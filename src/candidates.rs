//! One target word's candidate paraphrases and the signals attached to them.

use std::collections::{BTreeSet, HashMap};

use crate::cluster::SenseClusterer;
use crate::error::{Error, Result};
use crate::sense::{SenseClustering, TargetWord};
use crate::signals::{Signals, VectorTable};

/// Candidate paraphrases of one target word.
///
/// Every key of the vector map is a member of `candidates`. Built by a loader, enriched
/// with [`attach_vectors`](Self::attach_vectors), then read by the clustering strategies.
/// Directed paraphrase and entailment scores are not copied in: strategies look them up
/// in the shared tables through [`Signals`].
#[derive(Debug, Clone, PartialEq)]
pub struct CandidateSet {
    target: TargetWord,
    candidates: BTreeSet<String>,
    vectors: HashMap<String, Vec<f32>>,
}

impl CandidateSet {
    /// Create a candidate set without signals. Duplicate candidates collapse.
    pub fn new<I, S>(target: TargetWord, candidates: I) -> Self
    where
        I: IntoIterator<Item = S>,
        S: Into<String>,
    {
        Self {
            target,
            candidates: candidates.into_iter().map(Into::into).collect(),
            vectors: HashMap::new(),
        }
    }

    /// The target word.
    pub fn target(&self) -> &TargetWord {
        &self.target
    }

    /// Candidates in lexicographic order.
    pub fn candidates(&self) -> &BTreeSet<String> {
        &self.candidates
    }

    /// Number of candidates.
    pub fn len(&self) -> usize {
        self.candidates.len()
    }

    /// Whether there are no candidates.
    pub fn is_empty(&self) -> bool {
        self.candidates.is_empty()
    }

    /// Whether `candidate` is a member.
    pub fn contains(&self, candidate: &str) -> bool {
        self.candidates.contains(candidate)
    }

    /// Store vectors for candidates present in `table`; others are left without one.
    ///
    /// Returns the number of candidates that received a vector.
    pub fn attach_vectors(&mut self, table: &VectorTable) -> usize {
        let mut attached = 0;
        for c in &self.candidates {
            if let Some(v) = table.get(c) {
                self.vectors.insert(c.clone(), v.to_vec());
                attached += 1;
            }
        }
        attached
    }

    /// Vector of `candidate`, if attached.
    pub fn vector(&self, candidate: &str) -> Option<&[f32]> {
        self.vectors.get(candidate).map(Vec::as_slice)
    }

    /// Number of candidates carrying a vector.
    pub fn num_vectors(&self) -> usize {
        self.vectors.len()
    }

    /// Candidates that have a vector, and their stacked vectors in the same order.
    pub fn vector_matrix(&self) -> Result<(Vec<String>, Vec<Vec<f32>>)> {
        let mut words = Vec::with_capacity(self.vectors.len());
        let mut rows: Vec<Vec<f32>> = Vec::with_capacity(self.vectors.len());
        for c in &self.candidates {
            if let Some(v) = self.vectors.get(c) {
                if let Some(first) = rows.first() {
                    if first.len() != v.len() {
                        return Err(Error::DimensionMismatch {
                            expected: first.len(),
                            found: v.len(),
                        });
                    }
                }
                words.push(c.clone());
                rows.push(v.clone());
            }
        }
        if rows.is_empty() {
            return Err(Error::EmptyCandidateSet {
                target: self.target.to_string(),
            });
        }
        Ok((words, rows))
    }

    /// Drop candidates (with their vectors) not in `vocabulary`.
    ///
    /// Returns the number of candidates removed.
    pub fn restrict_to_vocabulary(&mut self, vocabulary: &BTreeSet<String>) -> usize {
        let before = self.candidates.len();
        self.candidates.retain(|c| vocabulary.contains(c));
        let kept = &self.candidates;
        self.vectors.retain(|c, _| kept.contains(c));
        before - self.candidates.len()
    }

    /// Run `strategy` on this set.
    pub fn cluster(
        &self,
        strategy: &dyn SenseClusterer,
        signals: Signals<'_>,
    ) -> Result<SenseClustering> {
        strategy.cluster(self, signals)
    }
}
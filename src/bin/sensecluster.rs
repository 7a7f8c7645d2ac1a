//! Cluster paraphrase candidates into senses and evaluate them against gold annotations.
//!
//! ```bash
//! sensecluster -p candidates.tsv -s gold.tsv --ppdb ppdb.json --entailment ent.json \
//!     -m hgfc -b -o results.csv
//! ```
//!
//! Log verbosity follows `RUST_LOG` (default `info`).

use std::fs::File;
use std::io::BufWriter;
use std::path::PathBuf;

use anyhow::{Context, Result};
use clap::Parser;
use tracing::info;
use tracing_subscriber::{fmt, EnvFilter};

use sensecluster::eval::{write_csv, write_summary_json};
use sensecluster::io::{
    read_candidate_sets, read_gold, read_scores, read_vectors, write_clusterings_json,
};
use sensecluster::{Config, Inputs, Method, PairedScorer};

#[derive(Parser, Debug)]
#[command(name = "sensecluster")]
#[command(about = "Cluster paraphrase candidates into word senses and score them against gold")]
struct Args {
    /// Candidate paraphrase sets (TSV: word, POS, candidates...).
    #[arg(short = 'p', long)]
    ppfile: PathBuf,

    /// Gold sense clusters (TSV: word, POS, sense id, members...).
    #[arg(short = 's', long)]
    goldfile: PathBuf,

    /// Per-word results CSV.
    #[arg(short = 'o', long, default_value = "results.csv")]
    outfile: PathBuf,

    /// Also score the random, most-frequent-sense and one-cluster-per-item baselines.
    #[arg(short = 'b', long)]
    baselines: bool,

    /// Restrict candidates to the gold vocabulary before clustering.
    #[arg(short = 'f', long)]
    filter: bool,

    /// Clustering method: spectral, semclust or hgfc (default hgfc).
    #[arg(short = 'm', long)]
    method: Option<String>,

    /// Distributional vectors (JSON: word -> [f32]).
    #[arg(long)]
    vectors: Option<PathBuf>,

    /// Paraphrase scores (JSON: word -> word -> score).
    #[arg(long)]
    ppdb: Option<PathBuf>,

    /// Non-entailment scores (JSON: word -> word -> probability).
    #[arg(long)]
    entailment: Option<PathBuf>,

    /// YAML run configuration; flags override it.
    #[arg(long)]
    config: Option<PathBuf>,

    /// Write the corpus summary as JSON.
    #[arg(long)]
    summary: Option<PathBuf>,

    /// Write every predicted clustering as JSON.
    #[arg(long)]
    clusters: Option<PathBuf>,
}

fn load_config(args: &Args) -> Result<Config> {
    let mut config = match &args.config {
        Some(path) => Config::from_yaml_file(path)
            .with_context(|| format!("failed to load config {}", path.display()))?,
        None => Config::default(),
    };
    if let Some(name) = &args.method {
        config.method = name.parse::<Method>()?;
    }
    config.baselines |= args.baselines;
    config.filter_by_gold |= args.filter;
    config.validate()?;
    Ok(config)
}

fn load_inputs(args: &Args) -> Result<Inputs> {
    let candidate_sets = read_candidate_sets(&args.ppfile)
        .with_context(|| format!("failed to read {}", args.ppfile.display()))?;
    let gold = read_gold(&args.goldfile)
        .with_context(|| format!("failed to read {}", args.goldfile.display()))?;
    let vectors = args
        .vectors
        .as_ref()
        .map(|p| read_vectors(p).with_context(|| format!("failed to read {}", p.display())))
        .transpose()?;
    let paraphrase = args
        .ppdb
        .as_ref()
        .map(|p| read_scores(p).with_context(|| format!("failed to read {}", p.display())))
        .transpose()?;
    let entailment = args
        .entailment
        .as_ref()
        .map(|p| read_scores(p).with_context(|| format!("failed to read {}", p.display())))
        .transpose()?;
    info!(
        words = candidate_sets.len(),
        gold_words = gold.len(),
        "inputs loaded"
    );
    Ok(Inputs {
        candidate_sets,
        gold,
        vectors,
        paraphrase,
        entailment,
    })
}

fn main() -> Result<()> {
    let args = Args::parse();

    let filter = EnvFilter::try_from_default_env().unwrap_or_else(|_| EnvFilter::new("info"));
    fmt()
        .with_writer(std::io::stderr)
        .with_env_filter(filter)
        .init();

    let config = load_config(&args)?;
    let inputs = load_inputs(&args)?;
    let report = sensecluster::run(&config, inputs, &PairedScorer::new())?;

    let out = File::create(&args.outfile)
        .with_context(|| format!("failed to create {}", args.outfile.display()))?;
    write_csv(&report.records, BufWriter::new(out))?;
    info!(path = %args.outfile.display(), "results written");

    if let Some(path) = &args.summary {
        let out = File::create(path)
            .with_context(|| format!("failed to create {}", path.display()))?;
        write_summary_json(&report.summary, BufWriter::new(out))?;
    }
    if let Some(path) = &args.clusters {
        let out = File::create(path)
            .with_context(|| format!("failed to create {}", path.display()))?;
        write_clusterings_json(&report.clusterings, BufWriter::new(out))?;
    }

    println!("Results for {}:", config.method);
    for (key, value) in report.summary.lines() {
        println!("\t{key}: {value:.2}");
    }
    if !report.summary.failures.is_empty() {
        println!("Failed words:");
        for f in &report.summary.failures {
            println!("\t{} ({}): {}", f.target, f.stage, f.reason);
        }
    }
    Ok(())
}
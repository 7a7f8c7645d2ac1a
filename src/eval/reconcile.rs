use std::collections::BTreeSet;

use serde::Serialize;

use crate::sense::SenseClustering;

/// Predicted and gold clusterings restricted to their shared candidates.
#[derive(Debug, Clone, PartialEq, Eq, Serialize)]
pub struct ReconciledPair {
    /// Predicted clusters intersected with the gold universe, empties and duplicates removed.
    pub predicted: SenseClustering,
    /// Gold clusters intersected with the predicted universe, empties and duplicates removed.
    pub gold: SenseClustering,
}

impl ReconciledPair {
    /// Candidates both sides cover.
    pub fn universe(&self) -> BTreeSet<String> {
        self.predicted.universe()
    }
}

/// Align `predicted` with `gold` so the two can be scored over the same candidates.
///
/// Each gold cluster is intersected with the predicted universe and each predicted
/// cluster with the gold universe; clusters left empty are dropped, then clusters with
/// identical member sets are collapsed on each side independently. Inputs are untouched.
pub fn reconcile(predicted: &SenseClustering, gold: &SenseClustering) -> ReconciledPair {
    let predicted_universe = predicted.universe();
    let gold_universe = gold.universe();
    ReconciledPair {
        predicted: predicted.restricted_to(&gold_universe).deduplicated(),
        gold: gold.restricted_to(&predicted_universe).deduplicated(),
    }
}

/// Number of gold clusters sharing at least one candidate with `universe`.
///
/// Duplicates are counted; this is the weight used when aggregating per-word scores.
pub fn gold_length(gold: &SenseClustering, universe: &BTreeSet<String>) -> usize {
    gold.member_sets()
        .filter(|members| !members.is_disjoint(universe))
        .count()
}

#[cfg(test)]
mod tests {
    use super::*;

    fn clustering(clusters: &[(usize, &[&str])]) -> SenseClustering {
        SenseClustering::from_clusters(
            clusters
                .iter()
                .map(|(id, members)| (*id, members.iter().copied())),
        )
    }

    #[test]
    fn matching_universes_are_unchanged() {
        let gold = clustering(&[(1, &["a", "b"]), (2, &["c", "d"])]);
        let predicted = clustering(&[(0, &["a", "b", "c"]), (1, &["d"])]);
        let pair = reconcile(&predicted, &gold);
        assert_eq!(pair.predicted, predicted);
        assert_eq!(pair.gold, gold);
    }

    #[test]
    fn extra_gold_items_are_removed() {
        let gold = clustering(&[(1, &["a", "b", "e"]), (2, &["e"])]);
        let predicted = clustering(&[(0, &["a"]), (1, &["b"])]);
        let pair = reconcile(&predicted, &gold);
        assert_eq!(pair.gold, clustering(&[(1, &["a", "b"])]));
        assert!(!pair.gold.universe().contains("e"));
    }

    #[test]
    fn extra_predicted_items_are_removed() {
        let gold = clustering(&[(1, &["a", "b"])]);
        let predicted = clustering(&[(0, &["a", "x"]), (1, &["y"]), (2, &["b"])]);
        let pair = reconcile(&predicted, &gold);
        assert_eq!(pair.predicted, clustering(&[(0, &["a"]), (2, &["b"])]));
    }

    #[test]
    fn collapsed_duplicates_are_removed() {
        // Both gold senses shrink to {a} once "z" is dropped.
        let gold = clustering(&[(1, &["a", "z"]), (2, &["a"]), (3, &["b"])]);
        let predicted = clustering(&[(0, &["a", "b"])]);
        let pair = reconcile(&predicted, &gold);
        assert_eq!(pair.gold.len(), 2);
        assert_eq!(gold_length(&gold, &predicted.universe()), 3);
    }

    #[test]
    fn reconcile_is_idempotent() {
        let gold = clustering(&[(1, &["a", "b", "e"]), (2, &["c"]), (3, &["c", "q"])]);
        let predicted = clustering(&[(0, &["a", "c", "x"]), (1, &["b"])]);
        let once = reconcile(&predicted, &gold);
        let twice = reconcile(&once.predicted, &once.gold);
        assert_eq!(once, twice);
    }

    #[test]
    fn inputs_are_not_mutated() {
        let gold = clustering(&[(1, &["a", "e"])]);
        let predicted = clustering(&[(0, &["a"])]);
        let before = gold.clone();
        let _ = reconcile(&predicted, &gold);
        assert_eq!(gold, before);
    }
}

|---|

Reproduce every line of the listing above in which the string "EnvFilter" appears.

### Solution to the problem:
use tracing_subscriber::{fmt, EnvFilter};
    let filter = EnvFilter::try_from_default_env().unwrap_or_else(|_| EnvFilter::new("info"));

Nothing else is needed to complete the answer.